Figure 2(b) illustrates the XRD patterns of cotton fabric and ZnO loaded-cotton fabrics synthesized by different ZnO precursor concentrations (0.3, 0.5, 0.7 M). The peaks at 2θ = 17.4°, 22.3°, and 25.2° are the diffractive peaks of cotton fiber44. At different concentrations, the preferred (0 0 2) peak of ZnO appears at all concentrations in addition to the peak (1 1 0) which appears only at 0.5 M and 0.7 M as seen in the insets of Fig. 2(b). This confirms the growth of hexagonal phase ZnO on cotton fabric. No additional metallic Zn or impurity phases are detected, which indicates the loading of pure crystalline ZnO NPs on the cotton fabrics and the precursors have been fully transformed into ZnO phase. Disappearing of the other peaks of ZnO nanoparticles may be attributed to the loading of a small amount of ZnO nanoparticles on the cotton44. The intensity of the (0 0 2) peak increases with increasing the precursor concentration. Also, the peaks intensity of the cotton fabric increased with increasing the precursor concentration. ZnO shows preferred orientation along (0 0 2) direction. Increasing the concentration of ZnO from 0.3 M to 0.5 M results in increasing the texture coefficient of the preferred growth direction (0 0 2) as listed in Table 1. The texture coefficient decreased when the concentration rose to 0.7 M. It was observed from Table 1 that the crystallite size in (0 0 2) orientation is reduced from 20.3 nm to 17.98 by increasing the precursor concentration from 0.3 M to 0.5 M, then rose to 21.01 nm when the concentration reached 0.7 M due to the agglomeration of ZnO nanoparticles. With increasing the precursor concentration up to 0.5 M, the value of D decreases and hence the value of δ increases to 3.09 × 10−3 dislocation/nm2 (0 0 2) orientation. This increase of δ gives rise to disorders and crystal defects in the ZnO lattice.

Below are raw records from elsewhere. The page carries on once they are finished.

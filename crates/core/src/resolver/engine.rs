use crate::config::AnalyzerConfig;
use crate::model::{ImportStatement, ParsedSource, ResolvedEdge, SourceFile, SymbolSet};
use crate::project::Catalog;
use rayon::prelude::*;
use std::collections::{BTreeMap, HashSet};
use tracing::trace;

/// Maps import statements onto catalogued files.
///
/// Resolution only looks at paths: a module exists when its file or its
/// package marker is known. Removed paths stay resolvable so that former
/// importers of a deleted file still get an edge to it.
pub struct ImportResolver<'a> {
    config: &'a AnalyzerConfig,
    known: HashSet<String>,
    dirs: HashSet<String>,
}

impl<'a> ImportResolver<'a> {
    pub fn new(catalog: &Catalog, removed: &[String], config: &'a AnalyzerConfig) -> Self {
        let known: HashSet<String> = catalog
            .paths()
            .map(str::to_string)
            .chain(removed.iter().cloned())
            .collect();

        // The project root is a directory too: `from .. import x` may land on it.
        let mut dirs = HashSet::from([String::new()]);
        for path in &known {
            let mut current = path.as_str();
            while let Some((dir, _)) = current.rsplit_once('/') {
                if !dirs.insert(dir.to_string()) {
                    break;
                }
                current = dir;
            }
        }

        Self {
            config,
            known,
            dirs,
        }
    }

    /// Resolves every file's imports in parallel and merges duplicate
    /// (from, to) pairs by symbol-set union.
    pub fn resolve_all<'s>(
        &self,
        files: impl IntoParallelIterator<Item = (&'s SourceFile, &'s ParsedSource)>,
    ) -> Vec<ResolvedEdge> {
        let per_file: Vec<Vec<ResolvedEdge>> = files
            .into_par_iter()
            .map(|(file, parsed)| self.resolve_file(file, &parsed.imports))
            .collect();

        let mut merged: BTreeMap<(String, String), SymbolSet> = BTreeMap::new();
        for edge in per_file.into_iter().flatten() {
            merged
                .entry((edge.from, edge.to))
                .and_modify(|set| set.merge(&edge.symbols))
                .or_insert(edge.symbols);
        }

        merged
            .into_iter()
            .map(|((from, to), symbols)| ResolvedEdge { from, to, symbols })
            .collect()
    }

    /// Edges for a single file, already merged per target.
    pub fn resolve_file(&self, file: &SourceFile, imports: &[ImportStatement]) -> Vec<ResolvedEdge> {
        let mut targets: BTreeMap<String, SymbolSet> = BTreeMap::new();

        for import in imports {
            let resolved = if import.level > 0 {
                self.resolve_relative(file, import)
            } else {
                self.resolve_absolute(import)
            };

            if resolved.is_empty() {
                trace!(
                    "Unresolved import '{}{}' in {}:{}",
                    ".".repeat(import.level),
                    import.module,
                    file.path,
                    import.line
                );
            }

            for (to, symbols) in resolved {
                if to == file.path {
                    continue;
                }
                targets
                    .entry(to)
                    .and_modify(|set| set.merge(&symbols))
                    .or_insert(symbols);
            }
        }

        targets
            .into_iter()
            .map(|(to, symbols)| ResolvedEdge {
                from: file.path.clone(),
                to,
                symbols,
            })
            .collect()
    }

    fn resolve_absolute(&self, import: &ImportStatement) -> Vec<(String, SymbolSet)> {
        let segments = import.segments();
        let Some(first) = segments.first() else {
            return Vec::new();
        };

        for root in &self.config.source_roots {
            let head = join(root, first);
            let internal = self.module_file(&head).is_some() || self.dirs.contains(&head);
            if internal {
                return self.resolve_chain(root, &segments, import);
            }
        }

        trace!("Treating '{}' as an external module", import.module);
        Vec::new()
    }

    fn resolve_relative(&self, file: &SourceFile, import: &ImportStatement) -> Vec<(String, SymbolSet)> {
        let mut base = file.package_dir().to_string();
        for _ in 1..import.level {
            if base.is_empty() {
                // Ascended past the project root
                return Vec::new();
            }
            base = base
                .rsplit_once('/')
                .map(|(parent, _)| parent.to_string())
                .unwrap_or_default();
        }

        self.resolve_chain(&base, &import.segments(), import)
    }

    /// Walks `segments` downward from `base`. Every package passed on the way
    /// gets an `All` edge (importing a submodule executes its parents), the
    /// final module gets the statement's names, and names that are themselves
    /// submodules get their own `All` edge.
    fn resolve_chain(
        &self,
        base: &str,
        segments: &[&str],
        import: &ImportStatement,
    ) -> Vec<(String, SymbolSet)> {
        let mut out = Vec::new();

        let mut prefix = base.to_string();
        for (i, segment) in segments.iter().enumerate() {
            prefix = join(&prefix, segment);
            if i + 1 < segments.len() {
                if let Some(pkg) = self.package_file(&prefix) {
                    out.push((pkg, SymbolSet::All));
                }
            }
        }

        let statement_symbols = match &import.names {
            Some(names) => SymbolSet::Names(names.clone()),
            None => SymbolSet::All,
        };

        let mut submodules = Vec::new();
        if let Some(names) = &import.names {
            for name in names {
                if let Some(sub) = self.module_file(&join(&prefix, name)) {
                    submodules.push((sub, SymbolSet::All));
                }
            }
        }

        match self.module_file(&prefix) {
            Some(target) => out.push((target, statement_symbols)),
            None if !submodules.is_empty() && self.dirs.contains(&prefix) => {
                // Namespace package: only the submodules are real targets
            }
            None => return Vec::new(),
        }

        out.extend(submodules);
        out
    }

    fn package_file(&self, dir: &str) -> Option<String> {
        let marker = join(dir, &self.config.package_marker);
        self.known.contains(&marker).then_some(marker)
    }

    /// `dir/__init__.py` first, then `dir.<ext>`; a regular package shadows a
    /// same-named module.
    fn module_file(&self, module_path: &str) -> Option<String> {
        if module_path.is_empty() {
            return self.package_file("");
        }
        if let Some(pkg) = self.package_file(module_path) {
            return Some(pkg);
        }
        self.config
            .extensions
            .iter()
            .map(|ext| format!("{}.{}", module_path, ext))
            .find(|candidate| self.known.contains(candidate))
    }
}

fn join(base: &str, segment: &str) -> String {
    if base.is_empty() {
        segment.to_string()
    } else if segment.is_empty() {
        base.to_string()
    } else {
        format!("{}/{}", base, segment)
    }
}

#[cfg(test)]
mod tests {
    use super::*;
    use crate::model::FileRole;
    use std::collections::BTreeSet;

    fn catalog(paths: &[&str]) -> Catalog {
        Catalog::from_files(
            paths
                .iter()
                .map(|p| SourceFile::new(*p, "__init__.py", FileRole::Source)),
        )
    }

    fn names(items: &[&str]) -> Option<BTreeSet<String>> {
        Some(items.iter().map(|s| s.to_string()).collect())
    }

    fn resolve(
        catalog: &Catalog,
        from: &str,
        imports: Vec<ImportStatement>,
    ) -> Vec<(String, SymbolSet)> {
        let config = AnalyzerConfig::default();
        let resolver = ImportResolver::new(catalog, &[], &config);
        let file = catalog.get(from).unwrap();
        resolver
            .resolve_file(file, &imports)
            .into_iter()
            .map(|e| (e.to, e.symbols))
            .collect()
    }

    #[test]
    fn test_absolute_from_import_carries_names() {
        let cat = catalog(&["src/validators.py", "src/models.py", "tests/test_models.py"]);
        let edges = resolve(
            &cat,
            "tests/test_models.py",
            vec![ImportStatement::from_import("src.models", 0, names(&["User", "Admin"]), 1)],
        );
        assert_eq!(
            edges,
            vec![("src/models.py".to_string(), SymbolSet::names(["Admin", "User"]))]
        );
    }

    #[test]
    fn test_external_modules_are_dropped() {
        let cat = catalog(&["src/validators.py"]);
        let edges = resolve(
            &cat,
            "src/validators.py",
            vec![
                ImportStatement::module("re", 1),
                ImportStatement::from_import("pytest", 0, names(&["raises"]), 2),
            ],
        );
        assert!(edges.is_empty());
    }

    #[test]
    fn test_relative_import_from_sibling() {
        let cat = catalog(&["src/validators.py", "src/models.py"]);
        let edges = resolve(
            &cat,
            "src/models.py",
            vec![ImportStatement::from_import("validators", 1, names(&["validate_email"]), 3)],
        );
        assert_eq!(
            edges,
            vec![("src/validators.py".to_string(), SymbolSet::names(["validate_email"]))]
        );
    }

    #[test]
    fn test_relative_import_ascends_packages() {
        let cat = catalog(&[
            "app/__init__.py",
            "app/core/__init__.py",
            "app/core/engine.py",
            "app/util/__init__.py",
            "app/util/text.py",
        ]);
        let edges = resolve(
            &cat,
            "app/core/engine.py",
            vec![ImportStatement::from_import("util.text", 2, names(&["slugify"]), 1)],
        );
        assert_eq!(
            edges,
            vec![
                ("app/util/__init__.py".to_string(), SymbolSet::All),
                ("app/util/text.py".to_string(), SymbolSet::names(["slugify"])),
            ]
        );
    }

    #[test]
    fn test_relative_import_past_root_is_dropped() {
        let cat = catalog(&["pkg/mod.py", "other.py"]);
        let edges = resolve(
            &cat,
            "pkg/mod.py",
            vec![ImportStatement::from_import("other", 3, None, 1)],
        );
        assert!(edges.is_empty());
    }

    #[test]
    fn test_relative_forms_reaching_the_root_agree() {
        let cat = catalog(&["pkg/mod.py", "other.py"]);
        let from_module = resolve(
            &cat,
            "pkg/mod.py",
            vec![ImportStatement::from_import("other", 2, names(&["y"]), 1)],
        );
        assert_eq!(from_module, vec![("other.py".to_string(), SymbolSet::names(["y"]))]);

        let from_root = resolve(
            &cat,
            "pkg/mod.py",
            vec![ImportStatement::from_import("", 2, names(&["other"]), 1)],
        );
        assert_eq!(from_root, vec![("other.py".to_string(), SymbolSet::All)]);
    }

    #[test]
    fn test_from_dot_import_submodule_and_init_names() {
        let cat = catalog(&["pkg/__init__.py", "pkg/a.py", "pkg/b.py"]);
        let edges = resolve(
            &cat,
            "pkg/b.py",
            vec![ImportStatement::from_import("", 1, names(&["a", "VERSION"]), 1)],
        );
        assert_eq!(
            edges,
            vec![
                ("pkg/__init__.py".to_string(), SymbolSet::names(["VERSION", "a"])),
                ("pkg/a.py".to_string(), SymbolSet::All),
            ]
        );
    }

    #[test]
    fn test_init_importing_its_own_submodule_has_no_self_loop() {
        let cat = catalog(&["pkg/__init__.py", "pkg/a.py"]);
        let edges = resolve(
            &cat,
            "pkg/__init__.py",
            vec![ImportStatement::from_import("", 1, names(&["a"]), 1)],
        );
        assert_eq!(edges, vec![("pkg/a.py".to_string(), SymbolSet::All)]);
    }

    #[test]
    fn test_module_import_reaches_parent_packages() {
        let cat = catalog(&["a/__init__.py", "a/b/__init__.py", "a/b/c.py", "main.py"]);
        let edges = resolve(&cat, "main.py", vec![ImportStatement::module("a.b.c", 1)]);
        assert_eq!(
            edges,
            vec![
                ("a/__init__.py".to_string(), SymbolSet::All),
                ("a/b/__init__.py".to_string(), SymbolSet::All),
                ("a/b/c.py".to_string(), SymbolSet::All),
            ]
        );
    }

    #[test]
    fn test_missing_internal_module_is_unresolved() {
        let cat = catalog(&["a/__init__.py", "main.py"]);
        let edges = resolve(&cat, "main.py", vec![ImportStatement::module("a.gone", 1)]);
        assert!(edges.is_empty());
    }

    #[test]
    fn test_namespace_package_resolves_submodules() {
        let cat = catalog(&["src/auth.py", "main.py"]);
        let edges = resolve(
            &cat,
            "main.py",
            vec![ImportStatement::from_import("src", 0, names(&["auth"]), 1)],
        );
        assert_eq!(edges, vec![("src/auth.py".to_string(), SymbolSet::All)]);
    }

    #[test]
    fn test_statements_to_same_target_merge() {
        let cat = catalog(&["lib.py", "main.py"]);
        let edges = resolve(
            &cat,
            "main.py",
            vec![
                ImportStatement::from_import("lib", 0, names(&["a"]), 1),
                ImportStatement::from_import("lib", 0, names(&["b"]), 2),
            ],
        );
        assert_eq!(edges, vec![("lib.py".to_string(), SymbolSet::names(["a", "b"]))]);

        let edges = resolve(
            &cat,
            "main.py",
            vec![
                ImportStatement::from_import("lib", 0, names(&["a"]), 1),
                ImportStatement::module("lib", 2),
            ],
        );
        assert_eq!(edges, vec![("lib.py".to_string(), SymbolSet::All)]);
    }

    #[test]
    fn test_source_roots_are_tried_in_order() {
        let cat = catalog(&["src/mylib/__init__.py", "src/mylib/core.py", "tests/test_core.py"]);
        let config = AnalyzerConfig::default().with_source_roots(["", "src"]);
        let resolver = ImportResolver::new(&cat, &[], &config);
        let file = cat.get("tests/test_core.py").unwrap();
        let edges = resolver.resolve_file(
            file,
            &[ImportStatement::from_import("mylib.core", 0, names(&["run"]), 1)],
        );
        let targets: Vec<&str> = edges.iter().map(|e| e.to.as_str()).collect();
        assert_eq!(targets, vec!["src/mylib/__init__.py", "src/mylib/core.py"]);
    }

    #[test]
    fn test_removed_paths_remain_resolvable() {
        let cat = catalog(&["main.py"]);
        let config = AnalyzerConfig::default();
        let removed = vec!["helpers.py".to_string()];
        let resolver = ImportResolver::new(&cat, &removed, &config);
        let file = cat.get("main.py").unwrap();
        let edges = resolver.resolve_file(
            file,
            &[ImportStatement::from_import("helpers", 0, names(&["fmt"]), 1)],
        );
        assert_eq!(edges.len(), 1);
        assert_eq!(edges[0].to, "helpers.py");
    }
}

Figure 2(c) shows the XRD patterns of the fabrics loaded by ZnO at different pH values. For the prepared sample at pH 6 (acidic medium), there aren’t characteristic peaks for ZnO. ZnO structure cannot be synthesized at pH 6 because of the high concentration of H+ ions and the small concentration of OH ions in the sol30. For the neutral condition at pH 7, the number of H+ ions and OH are equivalent. As a result, the characteristic peaks of ZnO were observed for the orientations (002) and (110), insets of Fig. 2(c).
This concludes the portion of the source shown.